**Required action:** For the data below, work out how many lines contain the word "struct" and supply only that number.

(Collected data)

//! Font resolution for label text.
//!
//! A run resolves its font once. A TrueType file is used when it loads;
//! otherwise the bundled DejaVu Sans face is used, so the same inputs
//! always render the same pixels regardless of what the host has
//! installed.

mod bitmap;
mod truetype;

use std::path::Path;

use log::{error, info, warn};

pub use bitmap::BitmapFont;
pub use truetype::TrueTypeFont;

use crate::outline::Outline;

/// DejaVu Sans, Bitstream Vera license (see `assets/fonts`).
const BUNDLED_FONT: &[u8] = include_bytes!("../../assets/fonts/DejaVuSans.ttf");

#[derive(Debug, Clone)]
pub enum LabelFont {
    /// The face shipped with the crate.
    Bundled(TrueTypeFont),
    /// A face loaded from a user-supplied file.
    TrueType(TrueTypeFont),
    Bitmap(BitmapFont),
}

impl LabelFont {
    /// The bundled face, or the bitmap font if it cannot be parsed.
    pub fn builtin() -> Self {
        match TrueTypeFont::from_bytes(BUNDLED_FONT.to_vec()) {
            Ok(font) => LabelFont::Bundled(font),
            Err(reason) => {
                error!("bundled font unusable ({}); using bitmap font", reason);
                LabelFont::Bitmap(BitmapFont)
            }
        }
    }

    /// Load `path` if given, falling back to the bundled font when the
    /// file cannot be read or parsed.
    pub fn resolve(path: Option<&Path>) -> Self {
        let Some(path) = path else {
            info!("no font configured, using bundled font");
            return Self::builtin();
        };
        match TrueTypeFont::from_file(path) {
            Ok(font) => {
                info!("using font {} from {}", font.name(), path.display());
                LabelFont::TrueType(font)
            }
            Err(err) => {
                warn!("{}; falling back to bundled font", err);
                Self::builtin()
            }
        }
    }

    pub fn is_builtin(&self) -> bool {
        !matches!(self, LabelFont::TrueType(_))
    }

    pub fn measure(&self, text: &str, size: f64) -> f64 {
        match self {
            LabelFont::Bundled(font) | LabelFont::TrueType(font) => font.measure(text, size),
            LabelFont::Bitmap(font) => font.measure(text, size),
        }
    }

    pub fn ascent(&self, size: f64) -> f64 {
        match self {
            LabelFont::Bundled(font) | LabelFont::TrueType(font) => font.ascent(size),
            LabelFont::Bitmap(font) => font.ascent(size),
        }
    }

    /// Outline of `text` with the line box's top-left corner at (x, top).
    pub fn outline(&self, text: &str, size: f64, x: f64, top: f64) -> Outline {
        match self {
            LabelFont::Bundled(font) | LabelFont::TrueType(font) => {
                font.outline(text, size, x, top)
            }
            LabelFont::Bitmap(font) => font.outline(text, size, x, top),
        }
    }
}

impl Default for LabelFont {
    fn default() -> Self {
        Self::builtin()
    }
}

#[cfg(test)]
mod tests {
    use std::path::PathBuf;

    use super::*;
    use crate::error::FontLoadError;

    const SYSTEM_FONTS: [&str; 3] = [
        "/usr/share/fonts/truetype/dejavu/DejaVuSans.ttf",
        "/usr/share/fonts/TTF/DejaVuSans.ttf",
        "/Library/Fonts/Arial.ttf",
    ];

    #[test]
    fn no_path_gives_bundled_face() {
        let font = LabelFont::resolve(None);
        assert!(font.is_builtin());
        match font {
            LabelFont::Bundled(face) => assert_eq!(face.name(), "DejaVu Sans"),
            other => panic!("expected bundled face, got {:?}", other.is_builtin()),
        }
    }

    #[test]
    fn bundled_face_keeps_case_and_accents() {
        let font = LabelFont::builtin();
        assert_ne!(font.measure("Lab PC", 20.0), font.measure("LAB PC", 20.0));
        assert_ne!(
            font.outline("Lab PC", 20.0, 0.0, 0.0),
            font.outline("LAB PC", 20.0, 0.0, 0.0)
        );
        assert_ne!(
            font.outline("é", 20.0, 0.0, 0.0),
            font.outline("?", 20.0, 0.0, 0.0)
        );
        assert!(!font.outline("Zürich", 20.0, 0.0, 0.0).is_empty());
    }

    #[test]
    fn missing_file_falls_back() {
        let font = LabelFont::resolve(Some(Path::new("/nonexistent/arial.ttf")));
        assert!(font.is_builtin());
    }

    #[test]
    fn missing_file_reports_read_error() {
        match TrueTypeFont::from_file("/nonexistent/arial.ttf") {
            Err(FontLoadError::Read { path, .. }) => {
                assert_eq!(path, PathBuf::from("/nonexistent/arial.ttf"));
            }
            other => panic!("expected read error, got {:?}", other.map(|f| f.name().to_string())),
        }
    }

    #[test]
    fn garbage_bytes_do_not_parse() {
        assert!(TrueTypeFont::from_bytes(b"not a font at all".to_vec()).is_err());
    }

    #[test]
    fn fallback_is_deterministic() {
        let a = LabelFont::resolve(None);
        let b = LabelFont::resolve(Some(Path::new("/nonexistent.ttf")));
        assert_eq!(a.outline("COM001", 20.0, 3.0, 4.0), b.outline("COM001", 20.0, 3.0, 4.0));
        assert_eq!(a.measure("COM001", 20.0), b.measure("COM001", 20.0));
    }

    #[test]
    fn system_truetype_measures_and_outlines() {
        let Some(path) = SYSTEM_FONTS.iter().map(Path::new).find(|p| p.exists()) else {
            return;
        };
        let font = LabelFont::resolve(Some(path));
        assert!(!font.is_builtin());
        let narrow = font.measure("il", 20.0);
        let wide = font.measure("WM", 20.0);
        assert!(wide > narrow);
        let outline = font.outline("H", 20.0, 0.0, 0.0);
        let (_, y0, _, y1) = outline.bounds().unwrap();
        assert!(y0 >= 0.0);
        assert!(y1 <= font.ascent(20.0) + 0.01);
    }
}
//! Placement of logo, text lines and barcode inside one label.
//!
//! All geometry is label-local with a top-left origin and expressed in
//! whatever unit the label size is given in (pixels for raster output,
//! points for a PDF cell). Every box is a fixed fraction of the label
//! so the same layout scales across label sizes and resolutions.

use serde::{Deserialize, Serialize};

use crate::record::LabelRecord;

/// Caption printed above the name on computer stickers.
pub const DEFAULT_CAPTION: &str = "Computer No:";

/// Axis-aligned box, top-left origin.
#[derive(Debug, Clone, Copy, PartialEq)]
pub struct Frame {
    pub x: f64,
    pub y: f64,
    pub width: f64,
    pub height: f64,
}

impl Frame {
    pub fn new(x: f64, y: f64, width: f64, height: f64) -> Self {
        Frame {
            x,
            y,
            width,
            height,
        }
    }

    /// Largest box with the aspect ratio of `content_width` x
    /// `content_height` that fits inside this one, centred.
    pub fn fit(&self, content_width: f64, content_height: f64) -> Frame {
        if content_width <= 0.0 || content_height <= 0.0 {
            return Frame::new(self.x, self.y, 0.0, 0.0);
        }
        let scale = (self.width / content_width).min(self.height / content_height);
        let width = content_width * scale;
        let height = content_height * scale;
        Frame {
            x: self.x + (self.width - width) / 2.0,
            y: self.y + (self.height - height) / 2.0,
            width,
            height,
        }
    }
}

/// Horizontal start of a run of text so that it is centred on the
/// canvas. Text wider than the canvas starts left of zero.
pub fn centered_x(canvas_width: f64, text_width: f64) -> f64 {
    (canvas_width - text_width) / 2.0
}

/// Fractions of the label size that position each element. Sizes
/// marked `_h` scale with the label height, `_w` with the width.
#[derive(Debug, Clone, PartialEq)]
pub struct LayoutParams {
    pub logo_size_h: f64,
    pub logo_margin_h: f64,
    pub font_size_h: f64,
    pub line_tops_h: Vec<f64>,
    pub barcode_width_w: f64,
    pub barcode_height_h: f64,
    pub barcode_bottom_margin_h: f64,
}

#[derive(Debug, Clone, Default, PartialEq, Eq, Serialize, Deserialize)]
#[serde(rename_all = "snake_case", tag = "kind")]
pub enum LabelLayout {
    /// Code, name and district stacked above the barcode.
    #[default]
    ThreeLine,
    /// A fixed caption and the record name beside a large logo.
    Captioned { caption: String },
}

impl LabelLayout {
    pub fn captioned() -> Self {
        LabelLayout::Captioned {
            caption: DEFAULT_CAPTION.to_string(),
        }
    }

    pub fn params(&self) -> LayoutParams {
        match self {
            LabelLayout::ThreeLine => LayoutParams {
                logo_size_h: 0.28,
                logo_margin_h: 0.05,
                font_size_h: 0.11,
                line_tops_h: vec![0.05, 0.19, 0.33],
                barcode_width_w: 0.85,
                barcode_height_h: 0.30,
                barcode_bottom_margin_h: 0.06,
            },
            LabelLayout::Captioned { .. } => LayoutParams {
                logo_size_h: 0.40,
                logo_margin_h: 0.05,
                font_size_h: 0.11,
                line_tops_h: vec![0.10, 0.25],
                barcode_width_w: 0.75,
                barcode_height_h: 0.30,
                barcode_bottom_margin_h: 0.10,
            },
        }
    }

    /// Text lines for `record`, top to bottom.
    pub fn lines<'a>(&'a self, record: &'a LabelRecord) -> Vec<&'a str> {
        match self {
            LabelLayout::ThreeLine => vec![record.code(), record.name(), record.district()],
            LabelLayout::Captioned { caption } => vec![caption.as_str(), record.name()],
        }
    }

    /// Whether the district line appears on the label.
    pub fn prints_district(&self) -> bool {
        matches!(self, LabelLayout::ThreeLine)
    }

    /// Suffix used in single-image file names.
    pub fn file_suffix(&self) -> &'static str {
        match self {
            LabelLayout::ThreeLine => "label",
            LabelLayout::Captioned { .. } => "sticker",
        }
    }

    /// Resolve the layout for a label of `width` x `height`.
    pub fn plan(&self, width: f64, height: f64) -> Plan {
        let p = self.params();
        let logo_size = p.logo_size_h * height;
        let margin = p.logo_margin_h * height;
        let barcode_width = p.barcode_width_w * width;
        let barcode_height = p.barcode_height_h * height;
        Plan {
            width,
            margin,
            logo: Frame::new(margin, margin, logo_size, logo_size),
            font_size: p.font_size_h * height,
            line_tops: p.line_tops_h.iter().map(|t| t * height).collect(),
            barcode: Frame::new(
                centered_x(width, barcode_width),
                height - p.barcode_bottom_margin_h * height - barcode_height,
                barcode_width,
                barcode_height,
            ),
        }
    }
}

/// Concrete boxes for one label size.
#[derive(Debug, Clone, PartialEq)]
pub struct Plan {
    pub width: f64,
    pub margin: f64,
    pub logo: Frame,
    pub font_size: f64,
    pub line_tops: Vec<f64>,
    pub barcode: Frame,
}

/// Where one text line goes and how large it is drawn.
#[derive(Debug, Clone, Copy, PartialEq)]
pub struct LinePlacement {
    pub x: f64,
    pub font_size: f64,
}

impl Plan {
    /// Place a line whose top is at `top` and whose width at
    /// [`Plan::font_size`] is `text_width`.
    ///
    /// Lines are centred on the label. When a logo is drawn, a line
    /// sharing rows with the logo box is kept right of it, and a line
    /// too wide for its span is scaled down to fit.
    pub fn place_line(&self, top: f64, text_width: f64, with_logo: bool) -> LinePlacement {
        let logo = &self.logo;
        let beside_logo =
            with_logo && top < logo.y + logo.height && top + self.font_size > logo.y;
        let (mut left, mut right) = (0.0, self.width);
        if beside_logo {
            let clear = logo.x + logo.width + self.margin;
            if clear < self.width - self.margin {
                left = clear;
                right = self.width - self.margin;
            }
        }
        let scale = if text_width > right - left {
            (right - left) / text_width
        } else {
            1.0
        };
        let width = text_width * scale;
        LinePlacement {
            x: centered_x(self.width, width).max(left),
            font_size: self.font_size * scale,
        }
    }
}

**Response box:** 4